Long live the King
30 years after his death, Elvis still resonates with fans
Craig — There’s something about dead rock stars.
Especially young dead rock stars.
Jim Morrison, front man of the psychedelic rock band The Doors died at 27 and is entombed at the famous Pere Lachaise cemetery in eastern Paris. Even 36 years after his death, the grave is a popular attraction for fans and graffiti artists.
In Seattle, home to two of the most famous dead rock stars of all, Nirvana’s Kurt Cobain and Jimi Hendrix, a memorial statue stands of Hendrix playing a Stratocaster, and last year, a park was named after him.
Cobain has been the subject of a documentary and a movie based loosely on his final days; Tupac Shakur’s image decorates posters and T-shirts the world over; and the fallen idol of all fallen idols, John Lennon, earned $22 million in 2005 from heaven’s door.
Anyway, there’s something about young, dead rock stars.

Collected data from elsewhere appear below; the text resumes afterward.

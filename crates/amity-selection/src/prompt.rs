//! Question-template rendering.

use amity_core::constants::{BLANK_FRIEND, FRIEND_PLACEHOLDER};

/// Render a question template. With a name, the `{friend}` placeholder is
/// substituted; without one (friend-agnostic game modes) it renders as a
/// blank for the UI to fill visually.
pub fn render(template: &str, friend_name: Option<&str>) -> String {
    template.replace(FRIEND_PLACEHOLDER, friend_name.unwrap_or(BLANK_FRIEND))
}
/// Amity system version.
pub const VERSION: &str = env!("CARGO_PKG_VERSION");

/// Lowest score a friend can receive on a single question.
pub const SCORE_MIN: u8 = 1;

/// Highest score; scoring this on a trait earns the perfect badge.
pub const SCORE_MAX: u8 = 5;

/// Head-to-head prompts asked per trait in versus mode.
pub const VERSUS_PROMPTS_PER_TRAIT: usize = 3;

/// Versus mode compares exactly two friends.
pub const VERSUS_ROSTER_SIZE: usize = 2;

/// Trait average strictly above this counts as a strength.
pub const STRENGTH_THRESHOLD: f64 = 2.5;

/// Improvement activities suggested per analysis.
pub const ACTIVITY_SUGGESTION_LIMIT: usize = 3;

/// Placeholder token substituted with a friend's name in question templates.
pub const FRIEND_PLACEHOLDER: &str = "{friend}";

/// Rendering of the placeholder when a prompt is not about one friend.
pub const BLANK_FRIEND: &str = "___";
//! Next-Rateable-Selector.

use rand::Rng;

use amity_core::catalog::PersonalityTrait;
use amity_core::models::EvaluationMode;
use amity_session::{CurrentPrompt, EvaluationSession};

use crate::prompt;

/// Pick the next friend to rate for a trait, together with a question
/// prompt, and record both into the session.
///
/// Returns `None` when every friend already has a rating for the trait
/// (the normal terminal signal telling the caller to advance) or when the
/// trait carries no templates for the session's mode. Friend and question
/// are chosen uniformly through the injected RNG; question templates do
/// not repeat until every index for the trait has been shown, after which
/// the used-set resets.
pub fn select_next<R: Rng>(
    session: &mut EvaluationSession,
    personality: &PersonalityTrait,
    rng: &mut R,
) -> Option<CurrentPrompt> {
    let unrated: Vec<(String, String)> = session
        .roster
        .iter()
        .filter(|f| !session.ratings.is_rated(&personality.id, &f.id))
        .map(|f| (f.id.clone(), f.name.clone()))
        .collect();
    if unrated.is_empty() {
        return None;
    }
    let (friend_id, friend_name) = unrated[rng.gen_range(0..unrated.len())].clone();

    let templates = personality.questions.for_mode(session.mode);
    if templates.is_empty() {
        return None;
    }

    let mut available: Vec<usize> = (0..templates.len())
        .filter(|i| !session.is_question_used(&personality.id, *i))
        .collect();
    if available.is_empty() {
        // Every template has been shown: reset and cycle again.
        session.reset_used_questions(&personality.id);
        available = (0..templates.len()).collect();
    }
    let question_index = available[rng.gen_range(0..available.len())];
    session.mark_question_used(&personality.id, question_index);

    let substitute = match session.mode {
        EvaluationMode::Standard => Some(friend_name.as_str()),
        EvaluationMode::Versus | EvaluationMode::Themed => None,
    };
    let current = CurrentPrompt {
        friend_id,
        trait_id: personality.id.clone(),
        question_index,
        prompt: prompt::render(&templates[question_index], substitute),
    };
    session.current = Some(current.clone());
    Some(current)
}
//! [`Packet`]: the reference-counted tagged-union object that is the
//! currency of the packet hot path (spec §3).

use crate::flags::PacketFlags;
use crate::views::{FecView, RtcpView, RtpView, UdpView};
use bytes::Bytes;
use std::sync::{Arc, Mutex};

#[derive(Default)]
struct PacketState {
    flags: PacketFlags,
    udp: Option<UdpView>,
    rtp: Option<RtpView>,
    fec: Option<FecView>,
    rtcp: Option<RtcpView>,
}

struct PacketInner {
    /// The raw datagram payload. Immutable: once `Composed` is set this is
    /// the authoritative serialization of the sub-views below (spec §3
    /// invariant). Parsed packets set this once at construction and never
    /// touch it again.
    data: Bytes,
    state: Mutex<PacketState>,
}

/// A cheaply-clonable handle to a packet. Every clone shares the same
/// underlying allocation; the packet is returned to its pool (if it came
/// from one) only once the last handle is dropped (spec §3 "Ownership").
#[derive(Clone)]
pub struct Packet(Arc<PacketInner>);

impl Packet {
    /// Wraps a raw byte slice with no sub-views and no flags. Parsers call
    /// this, then attach whichever views they recognized.
    pub fn from_bytes(data: Bytes) -> Packet {
        Packet(Arc::new(PacketInner {
            data,
            state: Mutex::new(PacketState::default()),
        }))
    }

    /// Builds an empty packet for a composer to fill in before
    /// serialization (no bytes exist yet).
    pub fn empty() -> Packet {
        Packet::from_bytes(Bytes::new())
    }

    pub fn data(&self) -> Bytes {
        self.0.data.clone()
    }

    pub fn flags(&self) -> PacketFlags {
        self.0.state.lock().unwrap().flags
    }

    pub fn set_flags(&self, flags: PacketFlags) {
        self.0.state.lock().unwrap().flags.insert(flags);
    }

    pub fn has_flags(&self, flags: PacketFlags) -> bool {
        self.flags().contains(flags)
    }

    pub fn udp(&self) -> Option<UdpView> {
        self.0.state.lock().unwrap().udp.clone()
    }

    pub fn set_udp(&self, view: UdpView) {
        let mut state = self.0.state.lock().unwrap();
        state.flags.insert(PacketFlags::UDP);
        state.udp = Some(view);
    }

    pub fn rtp(&self) -> Option<RtpView> {
        self.0.state.lock().unwrap().rtp.clone()
    }

    pub fn set_rtp(&self, view: RtpView) {
        let mut state = self.0.state.lock().unwrap();
        state.flags.insert(PacketFlags::RTP | PacketFlags::AUDIO);
        state.rtp = Some(view);
    }

    pub fn fec(&self) -> Option<FecView> {
        self.0.state.lock().unwrap().fec.clone()
    }

    /// Patches (or attaches) the FEC view. Called both at initial
    /// composition and later by the FEC writer, which back-patches every
    /// source packet of a block once the block's length is known (spec
    /// §4.2).
    pub fn set_fec(&self, view: FecView) {
        let mut state = self.0.state.lock().unwrap();
        state.flags.insert(PacketFlags::FEC);
        state.fec = Some(view);
    }

    pub fn rtcp(&self) -> Option<RtcpView> {
        self.0.state.lock().unwrap().rtcp.clone()
    }

    pub fn set_rtcp(&self, view: RtcpView) {
        let mut state = self.0.state.lock().unwrap();
        state.flags.insert(PacketFlags::RTCP);
        state.rtcp = Some(view);
    }
}

impl std::fmt::Debug for Packet {
    fn fmt(&self, f: &mut std::fmt::Formatter<'_>) -> std::fmt::Result {
        let state = self.0.state.lock().unwrap();
        f.debug_struct("Packet")
            .field("flags", &state.flags)
            .field("len", &self.0.data.len())
            .finish()
    }
}
//! Fixed-size slab pool and size-tracking decorator (spec §2 component 3,
//! §5 "Resource policy"). All hot-path allocations — packets, frames,
//! buffers — go through a [`Pool`] instead of the system allocator.

mod memory_limiter;

pub use memory_limiter::MemoryLimiter;

use crate::error::{Error, Result};
use crate::sync::FreeList;
use std::mem::size_of;
use std::ops::{Deref, DerefMut};
use std::sync::Arc;

/// Types recyclable by a [`Pool`]. Implement `reset` to clear buffers in
/// place and retain their capacity (e.g. `self.data.clear()`), so the pool
/// never re-allocates once warmed up; the default just drops and
/// reconstructs, which is fine for plain-old-data objects.
pub trait Poolable: Default {
    fn reset(&mut self) {
        *self = Self::default();
    }
}

struct PoolShared<T> {
    free: FreeList<T>,
    limiter: Option<Arc<MemoryLimiter>>,
    object_size: usize,
}

/// A slab pool of `T`. Cloning a `Pool` is cheap (it's a handle around a
/// shared [`FreeList`]); every clone recycles into the same underlying list.
#[derive(Clone)]
pub struct Pool<T> {
    shared: Arc<PoolShared<T>>,
}

impl<T: Poolable> Pool<T> {
    pub fn new() -> Self {
        Self::with_limiter(None)
    }

    pub fn with_limiter(limiter: Option<Arc<MemoryLimiter>>) -> Self {
        Self {
            shared: Arc::new(PoolShared {
                free: FreeList::new(),
                limiter,
                object_size: size_of::<T>(),
            }),
        }
    }

    /// Pre-populates the free list with `n` freshly constructed objects, so
    /// that the first `n` [`Pool::allocate`] calls never touch the system
    /// allocator even on first use.
    pub fn reserve(&self, n: usize) -> Result<()> {
        for _ in 0..n {
            if let Some(limiter) = &self.shared.limiter {
                if !limiter.acquire(self.shared.object_size) {
                    return Err(Error::NoMem);
                }
            }
            self.shared.free.push(T::default());
        }
        Ok(())
    }

    /// Takes an object from the free list, resetting it in place, or
    /// constructs a new one if the list is empty and the memory limiter (if
    /// any) allows it.
    pub fn allocate(&self) -> Result<Pooled<T>> {
        if let Some(mut value) = self.shared.free.pop() {
            value.reset();
            return Ok(Pooled {
                value: Some(value),
                pool: self.clone(),
            });
        }
        if let Some(limiter) = &self.shared.limiter {
            if !limiter.acquire(self.shared.object_size) {
                return Err(Error::NoMem);
            }
        }
        Ok(Pooled {
            value: Some(T::default()),
            pool: self.clone(),
        })
    }

    fn recycle(&self, value: T) {
        self.shared.free.push(value);
    }
}

impl<T: Poolable> Default for Pool<T> {
    fn default() -> Self {
        Self::new()
    }
}

/// A handle to a pooled `T`. Returns its value to the owning [`Pool`]'s free
/// list on drop instead of deallocating, per spec §3 "Ownership".
pub struct Pooled<T: Poolable> {
    value: Option<T>,
    pool: Pool<T>,
}

impl<T: Poolable> Deref for Pooled<T> {
    type Target = T;
    fn deref(&self) -> &T {
        self.value.as_ref().expect("Pooled value taken before drop")
    }
}

impl<T: Poolable> DerefMut for Pooled<T> {
    fn deref_mut(&mut self) -> &mut T {
        self.value.as_mut().expect("Pooled value taken before drop")
    }
}

impl<T: Poolable> Drop for Pooled<T> {
    fn drop(&mut self) {
        if let Some(value) = self.value.take() {
            self.pool.recycle(value);
        }
    }
}

#[cfg(test)]
mod tests {
    use super::*;

    #[derive(Default)]
    struct Buf {
        data: Vec<u8>,
    }

    impl Poolable for Buf {
        fn reset(&mut self) {
            self.data.clear();
        }
    }

    #[test]
    fn recycles_and_retains_capacity() {
        let pool = Pool::<Buf>::new();
        let cap = {
            let mut obj = pool.allocate().unwrap();
            obj.data.extend_from_slice(&[1, 2, 3, 4, 5, 6, 7, 8]);
            obj.data.capacity()
        };
        let obj = pool.allocate().unwrap();
        assert!(obj.data.is_empty());
        assert!(obj.data.capacity() >= cap);
    }

    #[test]
    fn memory_limiter_denies_when_exhausted() {
        let limiter = Arc::new(MemoryLimiter::new("bufs", size_of::<Buf>()));
        let pool = Pool::<Buf>::with_limiter(Some(limiter));
        let first = pool.allocate();
        assert!(first.is_ok());
        let second = pool.allocate();
        assert!(matches!(second, Err(Error::NoMem)));
    }
}
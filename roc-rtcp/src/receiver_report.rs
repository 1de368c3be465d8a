//! Receiver Report (RTCP packet type 201, RFC 3550 §6.4.2, spec §4.12): sent
//! by a participant that is not a data sender, or in addition to an SR.

use crate::header::{Header, HEADER_LEN, PT_RR};
use crate::reception_report::{ReceptionReport, BLOCK_LEN as REPORT_LEN};
use bytes::{Buf, BufMut, Bytes, BytesMut};
use roc_shared::error::{Error, Result};
use roc_shared::marshal::{Marshal, MarshalSize, Unmarshal};

#[derive(Debug, Clone, PartialEq, Eq)]
pub struct ReceiverReport {
    pub ssrc: u32,
    pub reports: Vec<ReceptionReport>,
}

impl MarshalSize for ReceiverReport {
    fn marshal_size(&self) -> usize {
        HEADER_LEN + 4 + self.reports.len() * REPORT_LEN
    }
}

impl Marshal for ReceiverReport {
    fn marshal_to(&self, buf: &mut [u8]) -> Result<usize> {
        let total = self.marshal_size();
        if buf.len() < total {
            return Err(Error::BadBuffer);
        }
        let header = Header::new(PT_RR, self.reports.len() as u8, total - HEADER_LEN);
        let mut out = BytesMut::with_capacity(total);
        crate::header::put_header(&mut out, &header);
        out.put_u32(self.ssrc);
        for report in &self.reports {
            let mut report_buf = [0u8; REPORT_LEN];
            report.marshal_to(&mut report_buf)?;
            out.put_slice(&report_buf);
        }
        buf[..total].copy_from_slice(&out);
        Ok(total)
    }
}

impl Unmarshal for ReceiverReport {
    fn unmarshal<B: Buf>(buf: &mut B) -> Result<Self> {
        let header = Header::unmarshal(buf)?;
        if header.packet_type != PT_RR {
            return Err(Error::BadProtocol);
        }
        if buf.remaining() < 4 {
            return Err(Error::BadBuffer);
        }
        let ssrc = buf.get_u32();
        let mut reports = Vec::with_capacity(header.count as usize);
        for _ in 0..header.count {
            reports.push(ReceptionReport::unmarshal(buf)?);
        }
        Ok(Self { ssrc, reports })
    }
}

pub fn parse(bytes: &Bytes) -> Result<ReceiverReport> {
    let mut cursor = bytes.clone();
    ReceiverReport::unmarshal(&mut cursor)
}

#[cfg(test)]
mod tests {
    use super::*;
    use crate::reception_report::ReceptionReport;

    #[test]
    fn roundtrips() {
        let rr = ReceiverReport {
            ssrc: 7,
            reports: vec![ReceptionReport {
                ssrc: 9,
                fract_loss: 3,
                cum_loss: 2,
                ext_highest_seqnum: 500,
                jitter: 10,
                last_sr: 99,
                delay_since_last_sr: 200,
            }],
        };
        let bytes = rr.marshal().unwrap();
        assert_eq!(parse(&bytes).unwrap(), rr);
    }
}
//! Reorder queue and link meter (receiver, spec §4.5): a bounded buffer
//! keyed by extended sequence number, plus the RFC 3550 loss/jitter
//! observables computed in-line as packets pass through.

use std::collections::BTreeMap;

use roc_packet::{seq_lt, Packet, SeqExtender};
use roc_shared::error::Result;

pub struct ReorderQueueConfig {
    pub capacity_packets: usize,
}

/// A bounded priority queue over extended seqnum, with a fixed drop window
/// behind the read cursor (spec §4.5).
pub struct ReorderQueue {
    config: ReorderQueueConfig,
    extender: SeqExtender,
    packets: BTreeMap<u64, Packet>,
    read_cursor: Option<u64>,
    late_count: u64,
}

impl ReorderQueue {
    pub fn new(config: ReorderQueueConfig) -> Self {
        Self {
            config,
            extender: SeqExtender::new(),
            packets: BTreeMap::new(),
            read_cursor: None,
            late_count: 0,
        }
    }

    pub fn late_count(&self) -> u64 {
        self.late_count
    }

    /// Pushes one arriving packet, keyed by its RTP seqnum extended to a
    /// monotonic 64-bit counter. Drops (and counts as late) anything older
    /// than the read cursor by more than the configured window.
    pub fn push(&mut self, seqnum: u16, packet: Packet) {
        let ext = self.extender.extend(seqnum);
        if let Some(cursor) = self.read_cursor {
            if ext < cursor {
                self.late_count += 1;
                return;
            }
        }
        if self.packets.len() >= self.config.capacity_packets {
            if let Some((&oldest, _)) = self.packets.iter().next() {
                if ext > oldest {
                    self.packets.remove(&oldest);
                } else {
                    self.late_count += 1;
                    return;
                }
            }
        }
        self.packets.insert(ext, packet);
    }

    /// Pops the next packet in extended-seqnum order, advancing the read
    /// cursor past it. Returns `None` when the queue is empty, without
    /// advancing the cursor (the caller should treat this as "not yet
    /// arrived", not as a confirmed gap).
    pub fn pop_front(&mut self) -> Option<(u64, Packet)> {
        let next_key = *self.packets.keys().next()?;
        let packet = self.packets.remove(&next_key).unwrap();
        self.read_cursor = Some(next_key + 1);
        Some((next_key, packet))
    }

    pub fn peek_front_key(&self) -> Option<u64> {
        self.packets.keys().next().copied()
    }

    pub fn is_empty(&self) -> bool {
        self.packets.is_empty()
    }

    pub fn len(&self) -> usize {
        self.packets.len()
    }
}

/// Tracks RFC 3550 §6.4.1 loss and jitter statistics for one source,
/// sitting in-line with the reorder queue as both an early writer and a
/// late reader (spec §4.5).
pub struct LinkMeter {
    first_ext_seq: Option<u64>,
    last_ext_seq: Option<u64>,
    received: u64,
    received_since_report: u64,
    expected_since_report_base: Option<u64>,
    jitter: f64,
    last_transit: Option<i64>,
}

impl LinkMeter {
    pub fn new() -> Self {
        Self {
            first_ext_seq: None,
            last_ext_seq: None,
            received: 0,
            received_since_report: 0,
            expected_since_report_base: None,
            jitter: 0.0,
            last_transit: None,
        }
    }

    pub fn on_packet_arrival(&mut self, ext_seq: u64, arrival_rtp_units: i64, rtp_timestamp: i64) {
        if self.first_ext_seq.is_none() {
            self.first_ext_seq = Some(ext_seq);
            self.expected_since_report_base = Some(ext_seq);
        }
        self.last_ext_seq = Some(self.last_ext_seq.map_or(ext_seq, |l| l.max(ext_seq)));
        self.received += 1;
        self.received_since_report += 1;

        let transit = arrival_rtp_units - rtp_timestamp;
        if let Some(last_transit) = self.last_transit {
            let d = (transit - last_transit).unsigned_abs() as f64;
            self.jitter += (d - self.jitter) / 16.0;
        }
        self.last_transit = Some(transit);
    }

    pub fn total_packets_expected(&self) -> u64 {
        match (self.first_ext_seq, self.last_ext_seq) {
            (Some(first), Some(last)) => last - first + 1,
            _ => 0,
        }
    }

    pub fn cum_lost(&self) -> i64 {
        self.total_packets_expected() as i64 - self.received as i64
    }

    /// Fractional loss since the previous call, resetting the interval
    /// counters (spec §4.5: "fract_loss over the interval since the
    /// previous report").
    pub fn fract_loss_since_last_report(&mut self) -> f32 {
        let expected_base = self.expected_since_report_base.unwrap_or(0);
        let expected = self.last_ext_seq.unwrap_or(expected_base).saturating_sub(expected_base) + 1;
        let lost = expected.saturating_sub(self.received_since_report);
        let fraction = if expected == 0 {
            0.0
        } else {
            lost as f32 / expected as f32
        };
        self.expected_since_report_base = self.last_ext_seq.map(|l| l + 1);
        self.received_since_report = 0;
        fraction.clamp(0.0, 1.0)
    }

    pub fn jitter_rtp_units(&self) -> u32 {
        self.jitter as u32
    }
}

impl Default for LinkMeter {
    fn default() -> Self {
        Self::new()
    }
}

/// Treats `a` as eligible to be dropped as a duplicate/late arrival versus
/// cursor `b`, for the 16-bit-wraparound-aware case the reorder queue hits
/// before seqnums have been extended.
pub fn is_late_16bit(seq: u16, cursor: u16) -> bool {
    seq_lt(seq, cursor)
}

#[cfg(test)]
mod tests {
    use super::*;
    use bytes::Bytes;
    use roc_packet::views::RtpView;

    fn packet(seq: u16) -> Packet {
        let p = Packet::empty();
        p.set_rtp(RtpView {
            payload_type: 11,
            ssrc: 1,
            seqnum: seq,
            timestamp: 0,
            marker: false,
            capture_timestamp: 0,
            payload: Bytes::new(),
        });
        p
    }

    #[test]
    fn pops_in_seqnum_order_despite_reordered_push() {
        let mut q = ReorderQueue::new(ReorderQueueConfig { capacity_packets: 16 });
        q.push(2, packet(2));
        q.push(0, packet(0));
        q.push(1, packet(1));
        let order: Vec<u64> = std::iter::from_fn(|| q.pop_front().map(|(k, _)| k)).collect();
        assert_eq!(order, vec![0, 1, 2]);
    }

    #[test]
    fn drops_packets_older_than_read_cursor() {
        let mut q = ReorderQueue::new(ReorderQueueConfig { capacity_packets: 16 });
        q.push(0, packet(0));
        q.pop_front();
        q.push(0, packet(0)); // duplicate/late, cursor already past it
        assert!(q.is_empty());
        assert_eq!(q.late_count(), 1);
    }

    #[test]
    fn link_meter_tracks_loss_and_jitter() {
        let mut meter = LinkMeter::new();
        meter.on_packet_arrival(0, 1000, 1000);
        meter.on_packet_arrival(2, 3000, 3000); // gap at ext_seq 1
        assert_eq!(meter.total_packets_expected(), 3);
        assert_eq!(meter.cum_lost(), 1);
    }
}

But, perhaps no rock star captures and holds the fascination and imagination of fans more than the man who invented it – the king of rock-n-roll himself, Elvis Presley.
Thursday marked the 30th anniversary of his death.
“I always remember this day,” said Linda Meyers, a Craig resident and Elvis fan since she was 6 years old. “I think about him on this day.”
Meyer’s mother, the late Martha Moore, turned her daughter onto Elvis in the 1950s, an act in stark contrast to many other parents of the time who tried to forbid their children from the hip-swaying, uninhibited young King.
Meyers said her mother – a single mom raising six children in the small town of Mystic, Iowa – adored Elvis because he came from a poor background, made it big and still found time to take care of his mother.
Meyers and her family knew poor. In 1956, they had no television and no running water.
They had Elvis, though.
“His voice was beautiful,” said Meyers, who first saw Elvis on the Ed Sullivan Show (he played “Hound Dog”) on her grandmother’s television set. “I don’t think any singer could ever sing like he could.”
While the King wasn’t quite as young as the 27 club – Morrison, Hendrix, Cobain and Janis Joplin all died at 27 years old – at 42, he was far from a grizzled, old musician bracing for the final curtain call.
But, he didn’t last. Like many other rock stars, he fell victim to the vices of wealth and stardom.
“He’s been dead longer than he was a star, and he makes more money now than he did before,” Meyers said.
On Aug. 16, 1977, Meyers was sitting down with her four-month-old son. She turned on the television and heard the news.
Elvis Presley is dead.
She immediately called her mother.
“We were sad his life ended as it did,” Meyers said. “It would have been nice had he not let (drugs) take over. He could have done so much.”
Frank Hanel, manager and owner of KRAI and 55 Country, agrees with Meyers’ sentiment.
In the radio business since 1972, Hanel’s 35-year career has taken him to markets in Chicago, Kansas City and Pittsburgh.
He said the sad fact behind the deaths of stars such as Elvis, Morrison, Hendrix, Cobain, Joplin – and in a broader scale, actors like John Belushi – is that they were taken by drug use.
“If you look at it, almost across the board, and this is really a shame, it’s drug use,” Hanel said. “It’s a drug culture.”
Another regrettable fact is that these stars died at the height of their success.
“They died somewhere near their peak,” Hanel said. He added, “It’s really strange to me. There are better ways of being remembered.”
Although Elvis wasn’t at his best when he died, Hanel said Presley would have remained popular with audiences. “Elvis was still the King. Elvis would have gone on simply because he was the originator.”
If they were alive today, rock stars such as Morrison, Hendrix and Joplin would be in their 60s, and Cobain would be 40.
And Elvis? Try 72.
“I can’t see him at 72,” Meyers said. “Maybe he was just destined to die young.”